Required action - Of the lines in the data below, write out exactly those from the one holding "filename engine/rive_patterns/src/normalize.rs" through the one holding "pub const DEFAULT_PUNCTUATION: &str", both included.
=== Records ===
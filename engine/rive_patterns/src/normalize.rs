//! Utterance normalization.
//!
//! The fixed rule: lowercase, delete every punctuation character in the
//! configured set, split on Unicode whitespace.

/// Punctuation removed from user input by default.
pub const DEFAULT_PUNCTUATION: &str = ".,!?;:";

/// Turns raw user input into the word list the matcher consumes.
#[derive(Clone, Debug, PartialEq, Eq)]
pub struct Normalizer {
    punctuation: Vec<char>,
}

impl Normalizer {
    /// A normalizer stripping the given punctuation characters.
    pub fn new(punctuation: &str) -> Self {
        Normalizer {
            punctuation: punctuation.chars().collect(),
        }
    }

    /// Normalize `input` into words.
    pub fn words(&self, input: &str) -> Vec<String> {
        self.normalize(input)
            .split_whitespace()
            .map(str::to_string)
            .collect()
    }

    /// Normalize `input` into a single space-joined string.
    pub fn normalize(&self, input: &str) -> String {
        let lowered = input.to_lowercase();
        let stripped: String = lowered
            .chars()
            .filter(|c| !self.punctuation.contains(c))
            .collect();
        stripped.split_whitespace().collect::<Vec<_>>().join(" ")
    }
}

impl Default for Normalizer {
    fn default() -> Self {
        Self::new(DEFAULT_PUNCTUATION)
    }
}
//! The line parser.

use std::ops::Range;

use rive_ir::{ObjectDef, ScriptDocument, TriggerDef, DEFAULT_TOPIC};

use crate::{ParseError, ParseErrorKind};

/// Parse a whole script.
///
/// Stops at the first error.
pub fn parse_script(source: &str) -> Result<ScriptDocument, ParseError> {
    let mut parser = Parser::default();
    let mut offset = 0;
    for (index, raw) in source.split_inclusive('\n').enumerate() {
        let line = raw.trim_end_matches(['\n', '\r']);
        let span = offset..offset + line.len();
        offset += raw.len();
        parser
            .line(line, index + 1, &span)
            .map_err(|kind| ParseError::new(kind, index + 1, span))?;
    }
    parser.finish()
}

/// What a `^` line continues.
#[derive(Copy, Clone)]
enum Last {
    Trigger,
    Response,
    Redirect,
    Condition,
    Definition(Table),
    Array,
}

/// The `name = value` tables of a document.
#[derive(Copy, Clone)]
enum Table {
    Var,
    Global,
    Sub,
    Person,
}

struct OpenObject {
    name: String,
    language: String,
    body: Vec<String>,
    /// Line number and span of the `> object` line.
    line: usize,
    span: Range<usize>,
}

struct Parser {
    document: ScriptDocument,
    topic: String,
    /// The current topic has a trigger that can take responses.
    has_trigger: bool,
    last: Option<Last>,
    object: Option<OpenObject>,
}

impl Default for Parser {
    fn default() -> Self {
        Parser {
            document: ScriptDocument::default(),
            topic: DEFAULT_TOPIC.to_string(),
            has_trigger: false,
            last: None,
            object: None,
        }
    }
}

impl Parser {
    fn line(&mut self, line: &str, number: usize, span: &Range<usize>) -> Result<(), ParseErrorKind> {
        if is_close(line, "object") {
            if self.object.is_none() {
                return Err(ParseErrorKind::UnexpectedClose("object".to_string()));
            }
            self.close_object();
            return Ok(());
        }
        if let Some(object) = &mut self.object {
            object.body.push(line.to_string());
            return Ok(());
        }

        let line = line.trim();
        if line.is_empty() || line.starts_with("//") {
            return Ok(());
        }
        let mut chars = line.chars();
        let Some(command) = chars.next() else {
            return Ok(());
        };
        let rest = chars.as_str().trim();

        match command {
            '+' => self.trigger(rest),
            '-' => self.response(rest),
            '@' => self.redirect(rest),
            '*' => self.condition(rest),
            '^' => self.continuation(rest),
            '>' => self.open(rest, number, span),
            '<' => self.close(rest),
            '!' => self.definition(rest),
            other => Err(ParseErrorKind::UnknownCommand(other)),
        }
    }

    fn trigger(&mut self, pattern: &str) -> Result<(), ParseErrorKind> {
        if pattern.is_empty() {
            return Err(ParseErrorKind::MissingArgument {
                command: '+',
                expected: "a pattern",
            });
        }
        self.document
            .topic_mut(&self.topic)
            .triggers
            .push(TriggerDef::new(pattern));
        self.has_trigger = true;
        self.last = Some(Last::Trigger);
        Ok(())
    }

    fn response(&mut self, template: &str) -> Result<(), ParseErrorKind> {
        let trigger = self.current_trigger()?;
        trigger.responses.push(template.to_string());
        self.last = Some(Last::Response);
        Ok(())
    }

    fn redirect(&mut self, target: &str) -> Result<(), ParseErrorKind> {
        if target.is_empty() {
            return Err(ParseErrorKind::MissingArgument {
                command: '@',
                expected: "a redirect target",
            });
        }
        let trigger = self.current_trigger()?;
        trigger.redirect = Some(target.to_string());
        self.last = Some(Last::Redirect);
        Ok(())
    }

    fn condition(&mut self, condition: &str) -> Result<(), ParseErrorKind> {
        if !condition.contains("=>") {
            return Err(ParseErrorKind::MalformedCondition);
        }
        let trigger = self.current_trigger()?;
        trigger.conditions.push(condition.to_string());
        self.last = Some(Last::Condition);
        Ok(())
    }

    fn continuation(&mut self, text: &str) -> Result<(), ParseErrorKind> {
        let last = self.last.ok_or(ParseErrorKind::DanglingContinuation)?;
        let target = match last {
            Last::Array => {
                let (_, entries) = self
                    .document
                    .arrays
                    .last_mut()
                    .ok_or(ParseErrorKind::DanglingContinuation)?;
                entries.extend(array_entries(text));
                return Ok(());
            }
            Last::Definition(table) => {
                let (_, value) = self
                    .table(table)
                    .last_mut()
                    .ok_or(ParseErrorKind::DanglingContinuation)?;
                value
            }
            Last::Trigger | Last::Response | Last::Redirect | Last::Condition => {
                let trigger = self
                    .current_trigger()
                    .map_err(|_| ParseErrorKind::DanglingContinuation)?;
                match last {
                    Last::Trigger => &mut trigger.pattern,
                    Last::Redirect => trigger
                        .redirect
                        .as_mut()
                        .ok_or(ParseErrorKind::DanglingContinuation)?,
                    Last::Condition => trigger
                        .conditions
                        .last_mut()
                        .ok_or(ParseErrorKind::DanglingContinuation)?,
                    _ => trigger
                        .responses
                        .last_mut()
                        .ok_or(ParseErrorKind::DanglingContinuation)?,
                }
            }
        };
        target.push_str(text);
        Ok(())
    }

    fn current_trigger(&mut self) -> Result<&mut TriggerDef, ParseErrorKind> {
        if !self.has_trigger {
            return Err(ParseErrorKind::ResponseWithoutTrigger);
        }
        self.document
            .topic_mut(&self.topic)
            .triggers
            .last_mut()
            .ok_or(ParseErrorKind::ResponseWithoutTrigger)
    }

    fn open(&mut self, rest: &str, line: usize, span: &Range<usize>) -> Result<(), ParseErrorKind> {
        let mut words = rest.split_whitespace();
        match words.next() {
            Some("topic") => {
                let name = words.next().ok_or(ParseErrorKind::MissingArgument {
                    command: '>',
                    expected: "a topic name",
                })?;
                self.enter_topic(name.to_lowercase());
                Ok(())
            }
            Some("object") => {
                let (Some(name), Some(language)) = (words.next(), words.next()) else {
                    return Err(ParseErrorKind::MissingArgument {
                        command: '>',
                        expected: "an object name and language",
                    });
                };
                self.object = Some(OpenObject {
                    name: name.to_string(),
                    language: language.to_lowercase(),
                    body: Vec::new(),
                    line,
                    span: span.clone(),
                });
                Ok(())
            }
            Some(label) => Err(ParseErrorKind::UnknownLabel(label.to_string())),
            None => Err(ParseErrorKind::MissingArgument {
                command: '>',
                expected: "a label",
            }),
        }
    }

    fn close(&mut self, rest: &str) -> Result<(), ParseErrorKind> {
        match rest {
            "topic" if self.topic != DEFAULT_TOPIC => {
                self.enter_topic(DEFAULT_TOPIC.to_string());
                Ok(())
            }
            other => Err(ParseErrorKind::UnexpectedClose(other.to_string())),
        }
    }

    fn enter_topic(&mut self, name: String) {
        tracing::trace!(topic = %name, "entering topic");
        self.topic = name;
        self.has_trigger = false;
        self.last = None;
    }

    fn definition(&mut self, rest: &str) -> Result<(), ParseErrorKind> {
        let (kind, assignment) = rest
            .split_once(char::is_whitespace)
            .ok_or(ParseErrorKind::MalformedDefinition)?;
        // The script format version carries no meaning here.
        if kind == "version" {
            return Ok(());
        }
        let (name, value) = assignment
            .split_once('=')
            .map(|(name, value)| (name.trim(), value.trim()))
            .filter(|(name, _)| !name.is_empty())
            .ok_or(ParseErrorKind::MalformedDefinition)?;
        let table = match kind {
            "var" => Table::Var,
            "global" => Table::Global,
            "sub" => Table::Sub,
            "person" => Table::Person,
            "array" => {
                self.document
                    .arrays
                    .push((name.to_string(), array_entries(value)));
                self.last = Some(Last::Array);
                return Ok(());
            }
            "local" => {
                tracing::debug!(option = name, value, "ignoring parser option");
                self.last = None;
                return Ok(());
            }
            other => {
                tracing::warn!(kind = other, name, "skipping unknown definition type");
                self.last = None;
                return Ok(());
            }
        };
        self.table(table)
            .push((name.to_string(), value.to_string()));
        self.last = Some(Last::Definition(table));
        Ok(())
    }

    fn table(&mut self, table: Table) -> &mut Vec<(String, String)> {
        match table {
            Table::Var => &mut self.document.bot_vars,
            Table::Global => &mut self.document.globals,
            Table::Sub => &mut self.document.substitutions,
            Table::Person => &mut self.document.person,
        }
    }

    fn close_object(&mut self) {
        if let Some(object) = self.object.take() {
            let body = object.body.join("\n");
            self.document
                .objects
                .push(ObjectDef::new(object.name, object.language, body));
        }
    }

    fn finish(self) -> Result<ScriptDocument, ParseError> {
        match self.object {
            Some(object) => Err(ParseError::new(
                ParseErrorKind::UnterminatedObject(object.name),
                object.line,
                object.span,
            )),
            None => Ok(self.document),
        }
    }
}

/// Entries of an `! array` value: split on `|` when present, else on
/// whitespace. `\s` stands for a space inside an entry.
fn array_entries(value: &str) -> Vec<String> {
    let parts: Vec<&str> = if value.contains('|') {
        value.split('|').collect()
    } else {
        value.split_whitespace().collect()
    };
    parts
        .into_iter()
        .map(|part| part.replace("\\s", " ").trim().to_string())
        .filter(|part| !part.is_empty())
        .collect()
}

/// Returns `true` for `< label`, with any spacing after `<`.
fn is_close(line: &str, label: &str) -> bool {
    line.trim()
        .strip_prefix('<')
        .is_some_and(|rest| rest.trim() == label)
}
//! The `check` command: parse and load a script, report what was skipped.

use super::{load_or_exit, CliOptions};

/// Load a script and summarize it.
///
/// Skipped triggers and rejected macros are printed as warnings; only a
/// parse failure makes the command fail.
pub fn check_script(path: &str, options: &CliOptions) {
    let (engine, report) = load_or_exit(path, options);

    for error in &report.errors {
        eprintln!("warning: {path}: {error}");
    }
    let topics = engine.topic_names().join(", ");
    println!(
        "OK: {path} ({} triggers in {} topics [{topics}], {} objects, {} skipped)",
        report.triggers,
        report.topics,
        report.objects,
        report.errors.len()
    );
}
===
=== Records ===
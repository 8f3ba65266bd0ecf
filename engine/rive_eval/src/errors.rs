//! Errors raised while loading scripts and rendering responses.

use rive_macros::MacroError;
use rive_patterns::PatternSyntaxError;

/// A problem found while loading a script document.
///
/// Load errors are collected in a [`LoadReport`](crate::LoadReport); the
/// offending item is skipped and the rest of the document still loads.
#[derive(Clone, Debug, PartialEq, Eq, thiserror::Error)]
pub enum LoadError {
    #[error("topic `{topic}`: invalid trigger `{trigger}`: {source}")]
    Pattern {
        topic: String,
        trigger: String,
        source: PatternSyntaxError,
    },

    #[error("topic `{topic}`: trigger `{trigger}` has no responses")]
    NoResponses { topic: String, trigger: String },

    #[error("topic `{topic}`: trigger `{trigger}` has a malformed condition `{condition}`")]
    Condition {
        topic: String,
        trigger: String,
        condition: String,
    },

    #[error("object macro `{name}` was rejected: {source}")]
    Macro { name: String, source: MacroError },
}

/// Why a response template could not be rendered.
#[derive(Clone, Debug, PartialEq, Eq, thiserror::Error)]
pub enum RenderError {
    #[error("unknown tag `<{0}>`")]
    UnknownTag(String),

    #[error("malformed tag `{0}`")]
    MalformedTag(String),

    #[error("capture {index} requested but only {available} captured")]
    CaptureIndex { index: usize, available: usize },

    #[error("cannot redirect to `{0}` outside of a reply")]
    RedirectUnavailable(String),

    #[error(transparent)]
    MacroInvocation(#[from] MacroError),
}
===
=== Records ===
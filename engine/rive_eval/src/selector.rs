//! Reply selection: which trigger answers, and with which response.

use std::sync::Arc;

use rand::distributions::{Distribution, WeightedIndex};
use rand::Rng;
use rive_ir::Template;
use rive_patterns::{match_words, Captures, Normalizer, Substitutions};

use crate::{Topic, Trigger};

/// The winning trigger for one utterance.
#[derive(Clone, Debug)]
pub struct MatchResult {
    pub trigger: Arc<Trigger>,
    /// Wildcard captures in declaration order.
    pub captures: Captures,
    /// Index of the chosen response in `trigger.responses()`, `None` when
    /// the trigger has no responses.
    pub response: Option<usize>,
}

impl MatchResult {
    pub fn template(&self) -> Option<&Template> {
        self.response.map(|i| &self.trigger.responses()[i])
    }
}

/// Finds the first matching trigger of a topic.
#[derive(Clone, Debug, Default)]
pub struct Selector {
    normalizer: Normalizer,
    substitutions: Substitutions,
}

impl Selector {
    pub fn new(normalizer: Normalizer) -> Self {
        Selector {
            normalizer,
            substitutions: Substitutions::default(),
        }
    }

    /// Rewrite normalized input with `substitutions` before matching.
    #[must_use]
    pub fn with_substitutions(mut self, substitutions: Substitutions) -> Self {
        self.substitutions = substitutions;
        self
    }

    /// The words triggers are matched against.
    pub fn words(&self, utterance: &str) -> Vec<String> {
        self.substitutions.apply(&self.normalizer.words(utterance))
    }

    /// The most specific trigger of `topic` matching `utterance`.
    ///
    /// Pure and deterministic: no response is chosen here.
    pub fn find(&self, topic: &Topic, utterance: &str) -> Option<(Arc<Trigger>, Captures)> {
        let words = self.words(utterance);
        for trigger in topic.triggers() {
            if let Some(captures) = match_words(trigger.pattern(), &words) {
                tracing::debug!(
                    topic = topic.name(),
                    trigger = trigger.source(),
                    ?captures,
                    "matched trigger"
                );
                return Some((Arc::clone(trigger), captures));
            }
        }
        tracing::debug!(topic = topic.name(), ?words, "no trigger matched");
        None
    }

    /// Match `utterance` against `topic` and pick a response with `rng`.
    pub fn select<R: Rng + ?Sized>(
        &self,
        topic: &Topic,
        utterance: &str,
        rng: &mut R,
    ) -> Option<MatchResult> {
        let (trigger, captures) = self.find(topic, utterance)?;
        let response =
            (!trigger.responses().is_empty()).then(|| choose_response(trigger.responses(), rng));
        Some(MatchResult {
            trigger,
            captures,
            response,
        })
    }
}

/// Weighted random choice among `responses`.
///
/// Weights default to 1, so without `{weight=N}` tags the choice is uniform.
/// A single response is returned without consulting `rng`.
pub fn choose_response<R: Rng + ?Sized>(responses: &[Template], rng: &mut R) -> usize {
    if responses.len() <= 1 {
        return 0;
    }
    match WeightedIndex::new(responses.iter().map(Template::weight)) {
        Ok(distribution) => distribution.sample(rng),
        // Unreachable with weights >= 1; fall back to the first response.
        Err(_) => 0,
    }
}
===
Task solution -
filename engine/rive_patterns/src/normalize.rs
//! Utterance normalization.
//!
//! The fixed rule: lowercase, delete every punctuation character in the
//! configured set, split on Unicode whitespace.

/// Punctuation removed from user input by default.
pub const DEFAULT_PUNCTUATION: &str = ".,!?;:";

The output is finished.